BEGIN

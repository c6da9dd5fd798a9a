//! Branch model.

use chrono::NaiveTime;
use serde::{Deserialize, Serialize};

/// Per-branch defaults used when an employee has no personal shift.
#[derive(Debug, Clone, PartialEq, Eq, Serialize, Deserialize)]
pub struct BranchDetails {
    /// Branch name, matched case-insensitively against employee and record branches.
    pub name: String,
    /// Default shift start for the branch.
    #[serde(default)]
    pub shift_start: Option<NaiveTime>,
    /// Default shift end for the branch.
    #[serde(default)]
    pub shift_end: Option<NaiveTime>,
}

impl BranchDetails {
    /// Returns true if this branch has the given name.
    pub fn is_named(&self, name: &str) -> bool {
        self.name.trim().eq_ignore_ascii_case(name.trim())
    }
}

END

Give back the complete data, each line unchanged.

repository c6da9dd5fd798a9a
//! Branch model.

use chrono::NaiveTime;
use serde::{Deserialize, Serialize};

/// Per-branch defaults used when an employee has no personal shift.
#[derive(Debug, Clone, PartialEq, Eq, Serialize, Deserialize)]
pub struct BranchDetails {
    /// Branch name, matched case-insensitively against employee and record branches.
    pub name: String,
    /// Default shift start for the branch.
    #[serde(default)]
    pub shift_start: Option<NaiveTime>,
    /// Default shift end for the branch.
    #[serde(default)]
    pub shift_end: Option<NaiveTime>,
}

impl BranchDetails {
    /// Returns true if this branch has the given name.
    pub fn is_named(&self, name: &str) -> bool {
        self.name.trim().eq_ignore_ascii_case(name.trim())
    }
}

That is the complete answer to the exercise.